Problem requirements -> Once the line containing "#[derive(Debug, Clone, Copy, PartialEq, Serialize)]" has been printed, stop; print every line before it exactly, starting at the top of the material below.

* * *

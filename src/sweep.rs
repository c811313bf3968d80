use std::fs;
use std::path::Path;
use std::sync::atomic::{AtomicUsize, Ordering};
use std::time::Instant;

#[cfg(feature = "parallel")]
use rayon::prelude::*;
use serde::Serialize;
use tracing::{debug, info, warn};

use crate::config::SweepConfig;
use crate::density::SpeedMeasure;
use crate::grid::{ParameterGrid, ResultGrid};
use crate::output::{
    write_failures_csv, write_grid_csv, write_summary_json, OutputFiles, RunSummary,
};
use crate::plot::plot_heatmap;
use crate::quadrature::Quadrature;
use crate::{NumericalError, SweepError};

/// Distance outside [0, 1] attributed to rounding and clamped away.
const PROBABILITY_SLACK: f64 = 1e-9;

/// Successful evaluation of one grid cell.
#[derive(Debug, Clone, Copy, PartialEq, Serialize)]
pub struct CellEstimate {
    /// `1 - lower / total`
    pub probability: f64,
    /// Speed density integrated over `[0, 0.5]`
    pub lower: Quadrature,
    /// Speed density integrated over `[0, 1]`
    pub total: Quadrature,
}

#[derive(Debug, Clone, PartialEq)]
pub struct CellFailure {
    pub k_index: usize,
    pub eps_index: usize,
    pub k: f64,
    pub eps: f64,
    pub error: NumericalError,
}

#[derive(Debug, Clone)]
pub struct SweepOutcome {
    pub grid: ResultGrid,
    pub failures: Vec<CellFailure>,
    /// Largest estimated absolute error of any normalising integral
    pub max_abs_error: f64,
}

/// Stationary probability that the first allele type's frequency is at
/// least one half, under the speed measure at `(k, eps)`.
pub fn stationary_probability(
    measure: &SpeedMeasure,
    k: f64,
    eps: f64,
) -> Result<CellEstimate, NumericalError> {
    let lower = measure.integrate_density(0.0, 0.5, k, eps)?;
    let total = measure.integrate_density(0.0, 1.0, k, eps)?;

    if !(total.value.is_finite() && total.value > 0.0) {
        return Err(NumericalError::DegenerateNormalizer { value: total.value });
    }

    let probability = 1.0 - lower.value / total.value;
    if !(-PROBABILITY_SLACK..=1.0 + PROBABILITY_SLACK).contains(&probability) {
        return Err(NumericalError::ProbabilityOutOfRange { value: probability });
    }

    Ok(CellEstimate {
        probability: probability.clamp(0.0, 1.0),
        lower,
        total,
    })
}

/// Validates `config` and evaluates every cell of its parameter grid.
pub fn run_sweep(config: &SweepConfig) -> Result<SweepOutcome, SweepError> {
    config.validate()?;
    sweep_validated(config)
}

fn sweep_validated(config: &SweepConfig) -> Result<SweepOutcome, SweepError> {
    let grid = config.parameter_grid()?;
    let measure = config.speed_measure();
    Ok(evaluate_grid(
        &grid,
        &measure,
        config.parallel,
        config.progress_every,
    ))
}

/// Evaluates every cell. A failing cell is recorded as NaN plus a
/// [`CellFailure`]; the remaining cells are unaffected.
pub fn evaluate_grid(
    grid: &ParameterGrid,
    measure: &SpeedMeasure,
    parallel: bool,
    progress_every: usize,
) -> SweepOutcome {
    let (m, n) = grid.shape();
    info!(k_values = m, eps_values = n, parallel, "starting sweep");

    let progress = Progress::new(grid.cell_count(), progress_every);
    let results = evaluate_cells(grid, measure, parallel, &progress);

    let mut outcome = SweepOutcome {
        grid: ResultGrid::filled_nan(grid),
        failures: Vec::new(),
        max_abs_error: 0.0,
    };

    for (flat, result) in results {
        let (i, j) = grid.cell_indices(flat);
        let (k, eps) = (grid.k_values()[i], grid.eps_values()[j]);
        match result {
            Ok(estimate) => {
                debug!(k, eps, probability = estimate.probability, "cell done");
                outcome.grid.set(i, j, estimate.probability);
                outcome.max_abs_error = outcome
                    .max_abs_error
                    .max(estimate.lower.abs_error)
                    .max(estimate.total.abs_error);
            }
            Err(error) => {
                warn!(k, eps, %error, "cell failed");
                outcome.failures.push(CellFailure {
                    k_index: i,
                    eps_index: j,
                    k,
                    eps,
                    error,
                });
            }
        }
    }

    info!(
        cells = grid.cell_count(),
        failures = outcome.failures.len(),
        elapsed_s = progress.elapsed_secs(),
        "sweep finished"
    );
    outcome
}

type CellResult = (usize, Result<CellEstimate, NumericalError>);

fn evaluate_cell(
    grid: &ParameterGrid,
    measure: &SpeedMeasure,
    progress: &Progress,
    flat: usize,
) -> CellResult {
    let (i, j) = grid.cell_indices(flat);
    let result = stationary_probability(measure, grid.k_values()[i], grid.eps_values()[j]);
    progress.tick();
    (flat, result)
}

#[cfg(feature = "parallel")]
fn evaluate_cells(
    grid: &ParameterGrid,
    measure: &SpeedMeasure,
    parallel: bool,
    progress: &Progress,
) -> Vec<CellResult> {
    if parallel {
        (0..grid.cell_count())
            .into_par_iter()
            .map(|flat| evaluate_cell(grid, measure, progress, flat))
            .collect()
    } else {
        evaluate_sequential(grid, measure, progress)
    }
}

#[cfg(not(feature = "parallel"))]
fn evaluate_cells(
    grid: &ParameterGrid,
    measure: &SpeedMeasure,
    parallel: bool,
    progress: &Progress,
) -> Vec<CellResult> {
    if parallel {
        debug!("built without the `parallel` feature, sweeping sequentially");
    }
    evaluate_sequential(grid, measure, progress)
}

fn evaluate_sequential(
    grid: &ParameterGrid,
    measure: &SpeedMeasure,
    progress: &Progress,
) -> Vec<CellResult> {
    let (m, n) = grid.shape();
    let mut results = Vec::with_capacity(m * n);
    for i in 0..m {
        for j in 0..n {
            results.push(evaluate_cell(grid, measure, progress, i * n + j));
        }
    }
    results
}

struct Progress {
    done: AtomicUsize,
    total: usize,
    every: usize,
    started: Instant,
}

impl Progress {
    fn new(total: usize, every: usize) -> Self {
        Self {
            done: AtomicUsize::new(0),
            total,
            every: every.max(1),
            started: Instant::now(),
        }
    }

    fn tick(&self) {
        let done = self.done.fetch_add(1, Ordering::Relaxed) + 1;
        if done % self.every == 0 || done == self.total {
            info!(
                done,
                total = self.total,
                percent = 100.0 * done as f64 / self.total as f64,
                elapsed_s = self.elapsed_secs(),
                "sweep progress"
            );
        }
    }

    fn elapsed_secs(&self) -> f64 {
        self.started.elapsed().as_secs_f64()
    }
}

/// Runs the sweep and writes the grid CSV, failure list, heatmap and run
/// summary into `output_dir`.
pub fn run_sweep_into_dir(
    config: &SweepConfig,
    output_dir: &Path,
) -> Result<RunSummary, SweepError> {
    config.validate()?;
    write_run(config, output_dir)
}

/// Body of [`run_sweep_into_dir`] for a config that already passed validation.
pub(crate) fn write_run(
    config: &SweepConfig,
    output_dir: &Path,
) -> Result<RunSummary, SweepError> {
    fs::create_dir_all(output_dir)?;

    let started = Instant::now();
    let outcome = sweep_validated(config)?;
    let elapsed_s = started.elapsed().as_secs_f64();

    let files = OutputFiles::in_dir(output_dir, config.enable_plot);
    write_grid_csv(&files.grid_csv_path, &outcome.grid, config.label_decimals)?;
    write_failures_csv(&files.failures_csv_path, &outcome.failures)?;
    if let Some(plot_path) = &files.plot_path {
        plot_heatmap(&outcome.grid, &config.plot, plot_path)?;
    }

    let summary = RunSummary::new(config.clone(), &outcome, elapsed_s, files);
    write_summary_json(&summary.outputs.summary_path, &summary)?;
    Ok(summary)
}

#[cfg(test)]
mod tests {
    use approx::assert_abs_diff_eq;

    use super::*;
    use crate::grid::AxisSpec;
    use crate::model::{DiffusionPolicy, ModelParams};
    use crate::quadrature::{ConvergencePolicy, QuadratureOptions};

    fn small_config(k: Vec<f64>, eps: Vec<f64>) -> SweepConfig {
        SweepConfig {
            k_axis: AxisSpec::Values(k),
            eps_axis: AxisSpec::Values(eps),
            progress_every: 1,
            ..SweepConfig::default()
        }
    }

    #[test]
    fn reference_cells_match_baseline() {
        let outcome = run_sweep(&small_config(vec![500.0], vec![0.0, 0.002])).unwrap();
        assert_eq!(outcome.grid.shape(), (1, 2));
        assert!(outcome.failures.is_empty());

        let neutral = outcome.grid.get(0, 0);
        let biased = outcome.grid.get(0, 1);
        assert_abs_diff_eq!(neutral, 0.562_620_4, epsilon = 1e-4);
        assert_abs_diff_eq!(biased, 0.492_880_7, epsilon = 1e-4);
        assert!(biased < neutral);
    }

    #[test]
    fn successful_cells_lie_in_unit_interval() {
        let config = small_config(vec![10.0, 300.0, 900.0, 1300.0], vec![0.0, 0.001, 0.0041]);
        let outcome = run_sweep(&config).unwrap();
        assert!(outcome.failures.is_empty());
        for &value in outcome.grid.values() {
            assert!((0.0..=1.0).contains(&value), "{value}");
        }
        assert!(outcome.max_abs_error.is_finite());
    }

    #[test]
    fn selection_asymmetry_lowers_probability() {
        let outcome = run_sweep(&small_config(
            vec![1300.0],
            vec![0.0, 0.001, 0.002, 0.003, 0.004],
        ))
        .unwrap();
        let row = outcome.grid.row(0);
        assert!(row.windows(2).all(|pair| pair[1] < pair[0]), "{row:?}");
    }

    #[test]
    fn parallel_and_sequential_sweeps_agree() {
        let mut config = small_config(vec![300.0, 800.0], vec![0.0, 0.003]);
        let parallel = run_sweep(&config).unwrap();
        config.parallel = false;
        let sequential = run_sweep(&config).unwrap();
        assert_eq!(parallel.grid, sequential.grid);
    }

    #[test]
    fn overflowing_cell_is_flagged_without_aborting() {
        let outcome = run_sweep(&small_config(vec![500.0, 1.0e6], vec![0.0])).unwrap();
        assert_abs_diff_eq!(outcome.grid.get(0, 0), 0.562_620_4, epsilon = 1e-4);
        assert!(outcome.grid.get(1, 0).is_nan());
        assert_eq!(outcome.failures.len(), 1);

        let failure = &outcome.failures[0];
        assert_eq!((failure.k_index, failure.eps_index), (1, 0));
        assert_eq!(failure.k, 1.0e6);
        assert!(matches!(
            failure.error,
            NumericalError::NonFiniteIntegrand { .. }
        ));
    }

    #[test]
    fn rejected_diffusion_is_a_cell_failure() {
        let config = SweepConfig {
            diffusion_policy: DiffusionPolicy::Reject,
            ..small_config(vec![500.0], vec![0.002, 0.5])
        };
        let outcome = run_sweep(&config).unwrap();
        assert!(!outcome.grid.get(0, 0).is_nan());
        assert!(outcome.grid.get(0, 1).is_nan());
        assert!(matches!(
            outcome.failures[0].error,
            NumericalError::NonPositiveDiffusion { .. }
        ));
    }

    #[test]
    fn strict_convergence_flags_truncated_integrals() {
        let measure = SpeedMeasure::new(
            ModelParams::default(),
            QuadratureOptions {
                max_subdivisions: 1,
                ..QuadratureOptions::default()
            },
            ConvergencePolicy::Strict,
        );
        assert!(matches!(
            stationary_probability(&measure, 500.0, 0.002),
            Err(NumericalError::NotConverged { .. })
        ));
    }

    #[test]
    fn estimate_keeps_error_bounds() {
        let estimate = stationary_probability(&SpeedMeasure::default(), 500.0, 0.002).unwrap();
        assert!(estimate.lower.converged && estimate.total.converged);
        assert!(estimate.lower.value < estimate.total.value);
        assert!(estimate.total.abs_error <= 1.49e-8 * estimate.total.value);
    }

    #[test]
    fn run_writes_all_artefacts() {
        let dir = tempfile::tempdir().unwrap();
        let config = SweepConfig {
            enable_plot: false,
            ..small_config(vec![500.0], vec![0.0, 0.002])
        };
        let summary = run_sweep_into_dir(&config, dir.path()).unwrap();
        assert_eq!(summary.shape, (1, 2));
        assert_eq!(summary.failed_cells, 0);
        assert!(summary.outputs.grid_csv_path.exists());
        assert!(summary.outputs.failures_csv_path.exists());
        assert!(summary.outputs.summary_path.exists());
        assert!(summary.outputs.plot_path.is_none());
    }
}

* * *

Task solution ->
filename src/sweep.rs
repository c811313bf3968d80
use std::fs;
use std::path::Path;
use std::sync::atomic::{AtomicUsize, Ordering};
use std::time::Instant;

#[cfg(feature = "parallel")]
use rayon::prelude::*;
use serde::Serialize;
use tracing::{debug, info, warn};

use crate::config::SweepConfig;
use crate::density::SpeedMeasure;
use crate::grid::{ParameterGrid, ResultGrid};
use crate::output::{
    write_failures_csv, write_grid_csv, write_summary_json, OutputFiles, RunSummary,
};
use crate::plot::plot_heatmap;
use crate::quadrature::Quadrature;
use crate::{NumericalError, SweepError};

/// Distance outside [0, 1] attributed to rounding and clamped away.
const PROBABILITY_SLACK: f64 = 1e-9;

/// Successful evaluation of one grid cell.
#[derive(Debug, Clone, Copy, PartialEq, Serialize)]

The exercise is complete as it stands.